Task description
What lines of the data include the string "rdfs"? Copy them all.

Data shown

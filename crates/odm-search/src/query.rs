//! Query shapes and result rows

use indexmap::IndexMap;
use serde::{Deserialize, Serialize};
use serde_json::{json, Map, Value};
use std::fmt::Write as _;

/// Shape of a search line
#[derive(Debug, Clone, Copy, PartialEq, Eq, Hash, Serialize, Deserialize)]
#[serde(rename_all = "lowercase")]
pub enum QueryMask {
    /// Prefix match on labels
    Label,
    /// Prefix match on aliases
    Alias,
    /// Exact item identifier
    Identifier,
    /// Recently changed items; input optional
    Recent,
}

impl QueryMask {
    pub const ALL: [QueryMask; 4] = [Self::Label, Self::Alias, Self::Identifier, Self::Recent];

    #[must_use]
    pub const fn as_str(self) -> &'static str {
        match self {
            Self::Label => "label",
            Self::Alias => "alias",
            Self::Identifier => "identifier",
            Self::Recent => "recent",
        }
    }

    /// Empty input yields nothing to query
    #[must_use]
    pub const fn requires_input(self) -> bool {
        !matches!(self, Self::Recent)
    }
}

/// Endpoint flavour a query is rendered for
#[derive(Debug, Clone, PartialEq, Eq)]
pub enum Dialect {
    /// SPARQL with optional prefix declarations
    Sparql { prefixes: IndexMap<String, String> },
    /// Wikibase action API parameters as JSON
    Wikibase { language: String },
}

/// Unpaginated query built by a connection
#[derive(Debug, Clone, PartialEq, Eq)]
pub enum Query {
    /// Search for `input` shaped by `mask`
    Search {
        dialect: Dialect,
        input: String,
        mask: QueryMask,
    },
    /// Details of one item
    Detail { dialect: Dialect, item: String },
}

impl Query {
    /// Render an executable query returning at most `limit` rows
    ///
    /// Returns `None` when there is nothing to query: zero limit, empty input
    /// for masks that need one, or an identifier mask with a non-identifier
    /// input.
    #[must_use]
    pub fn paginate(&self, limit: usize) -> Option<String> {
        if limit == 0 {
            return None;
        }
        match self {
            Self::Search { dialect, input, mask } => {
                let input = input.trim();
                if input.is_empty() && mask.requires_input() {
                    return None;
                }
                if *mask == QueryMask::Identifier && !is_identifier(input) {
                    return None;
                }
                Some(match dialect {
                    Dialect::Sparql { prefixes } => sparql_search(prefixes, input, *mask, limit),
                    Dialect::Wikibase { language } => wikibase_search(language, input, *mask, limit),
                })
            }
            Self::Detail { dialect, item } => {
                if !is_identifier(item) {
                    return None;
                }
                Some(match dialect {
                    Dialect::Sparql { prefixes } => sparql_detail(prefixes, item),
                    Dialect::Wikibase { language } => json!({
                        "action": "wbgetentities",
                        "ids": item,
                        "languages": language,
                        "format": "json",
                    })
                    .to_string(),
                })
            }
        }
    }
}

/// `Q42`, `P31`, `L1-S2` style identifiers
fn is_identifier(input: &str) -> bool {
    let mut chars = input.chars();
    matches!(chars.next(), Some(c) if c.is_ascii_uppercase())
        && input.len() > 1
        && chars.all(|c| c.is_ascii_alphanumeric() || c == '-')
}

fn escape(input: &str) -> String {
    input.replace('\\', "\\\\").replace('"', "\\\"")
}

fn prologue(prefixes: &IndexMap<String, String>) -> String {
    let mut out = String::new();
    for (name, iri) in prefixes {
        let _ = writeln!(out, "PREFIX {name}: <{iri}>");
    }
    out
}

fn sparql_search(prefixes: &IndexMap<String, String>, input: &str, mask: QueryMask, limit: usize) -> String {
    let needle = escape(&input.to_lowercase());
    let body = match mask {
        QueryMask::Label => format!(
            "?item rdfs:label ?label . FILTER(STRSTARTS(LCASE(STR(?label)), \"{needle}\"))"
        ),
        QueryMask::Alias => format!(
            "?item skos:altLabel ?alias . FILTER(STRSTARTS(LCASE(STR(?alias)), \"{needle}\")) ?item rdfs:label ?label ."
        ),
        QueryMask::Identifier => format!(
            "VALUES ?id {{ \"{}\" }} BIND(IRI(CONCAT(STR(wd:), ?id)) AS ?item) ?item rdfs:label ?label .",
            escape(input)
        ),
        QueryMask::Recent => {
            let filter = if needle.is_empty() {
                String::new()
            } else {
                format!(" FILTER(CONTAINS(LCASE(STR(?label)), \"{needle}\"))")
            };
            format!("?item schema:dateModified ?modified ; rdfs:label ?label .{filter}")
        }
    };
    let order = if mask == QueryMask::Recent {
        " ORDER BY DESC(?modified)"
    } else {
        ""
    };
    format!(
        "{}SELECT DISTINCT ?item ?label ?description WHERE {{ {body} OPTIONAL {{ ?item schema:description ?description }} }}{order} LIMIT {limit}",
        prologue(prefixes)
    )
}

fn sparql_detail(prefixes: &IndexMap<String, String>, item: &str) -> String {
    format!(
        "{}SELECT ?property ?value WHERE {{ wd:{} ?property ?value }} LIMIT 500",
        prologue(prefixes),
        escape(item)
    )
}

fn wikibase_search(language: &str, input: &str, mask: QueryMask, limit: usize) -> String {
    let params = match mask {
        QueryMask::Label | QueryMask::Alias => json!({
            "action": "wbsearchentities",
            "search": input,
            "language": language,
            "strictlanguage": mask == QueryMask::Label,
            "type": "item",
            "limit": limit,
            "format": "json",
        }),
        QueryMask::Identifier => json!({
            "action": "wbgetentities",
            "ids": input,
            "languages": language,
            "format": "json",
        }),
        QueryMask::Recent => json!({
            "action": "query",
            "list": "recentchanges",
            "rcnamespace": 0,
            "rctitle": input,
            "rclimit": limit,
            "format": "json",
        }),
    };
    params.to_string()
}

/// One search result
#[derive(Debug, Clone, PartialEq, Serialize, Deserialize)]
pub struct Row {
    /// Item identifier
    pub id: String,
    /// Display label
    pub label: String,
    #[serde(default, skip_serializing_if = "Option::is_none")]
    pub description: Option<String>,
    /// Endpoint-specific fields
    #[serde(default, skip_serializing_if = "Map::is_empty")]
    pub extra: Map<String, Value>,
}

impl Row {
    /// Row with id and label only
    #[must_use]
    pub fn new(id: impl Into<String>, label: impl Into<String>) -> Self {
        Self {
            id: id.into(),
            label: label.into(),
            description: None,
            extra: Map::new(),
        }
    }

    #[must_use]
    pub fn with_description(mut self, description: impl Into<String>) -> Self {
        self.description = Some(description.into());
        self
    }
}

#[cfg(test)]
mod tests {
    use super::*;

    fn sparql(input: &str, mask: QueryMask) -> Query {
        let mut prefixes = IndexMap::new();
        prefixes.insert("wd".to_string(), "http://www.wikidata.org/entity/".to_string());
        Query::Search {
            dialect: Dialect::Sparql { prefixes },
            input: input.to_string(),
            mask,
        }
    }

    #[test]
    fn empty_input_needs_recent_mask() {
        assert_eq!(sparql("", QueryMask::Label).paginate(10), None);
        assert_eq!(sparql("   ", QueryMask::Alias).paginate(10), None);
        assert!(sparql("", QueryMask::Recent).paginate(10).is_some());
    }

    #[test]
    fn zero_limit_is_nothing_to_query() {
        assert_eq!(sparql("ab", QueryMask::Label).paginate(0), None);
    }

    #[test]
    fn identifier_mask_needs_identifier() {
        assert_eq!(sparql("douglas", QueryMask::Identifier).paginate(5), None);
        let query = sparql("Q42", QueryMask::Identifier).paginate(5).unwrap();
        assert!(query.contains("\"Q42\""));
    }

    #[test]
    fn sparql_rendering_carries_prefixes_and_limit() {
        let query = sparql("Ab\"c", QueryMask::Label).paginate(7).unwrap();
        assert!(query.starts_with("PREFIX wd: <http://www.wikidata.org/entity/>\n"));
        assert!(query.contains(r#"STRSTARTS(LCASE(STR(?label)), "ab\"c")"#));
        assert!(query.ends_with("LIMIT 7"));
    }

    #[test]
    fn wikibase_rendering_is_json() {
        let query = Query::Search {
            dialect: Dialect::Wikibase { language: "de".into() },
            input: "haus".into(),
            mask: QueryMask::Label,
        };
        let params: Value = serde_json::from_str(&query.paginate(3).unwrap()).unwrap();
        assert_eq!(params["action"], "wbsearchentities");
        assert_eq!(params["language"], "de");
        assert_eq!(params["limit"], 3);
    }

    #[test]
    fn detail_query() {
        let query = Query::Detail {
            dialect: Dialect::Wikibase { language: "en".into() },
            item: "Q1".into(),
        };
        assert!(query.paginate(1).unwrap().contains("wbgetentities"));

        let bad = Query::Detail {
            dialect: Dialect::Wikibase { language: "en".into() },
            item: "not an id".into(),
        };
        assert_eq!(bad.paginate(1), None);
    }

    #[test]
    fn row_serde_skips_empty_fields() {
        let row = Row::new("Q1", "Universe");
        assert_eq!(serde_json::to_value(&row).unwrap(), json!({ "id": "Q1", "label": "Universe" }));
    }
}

Answer to this problem
            "?item rdfs:label ?label . FILTER(STRSTARTS(LCASE(STR(?label)), \"{needle}\"))"
            "?item skos:altLabel ?alias . FILTER(STRSTARTS(LCASE(STR(?alias)), \"{needle}\")) ?item rdfs:label ?label ."
            "VALUES ?id {{ \"{}\" }} BIND(IRI(CONCAT(STR(wd:), ?id)) AS ?item) ?item rdfs:label ?label .",
            format!("?item schema:dateModified ?modified ; rdfs:label ?label .{filter}")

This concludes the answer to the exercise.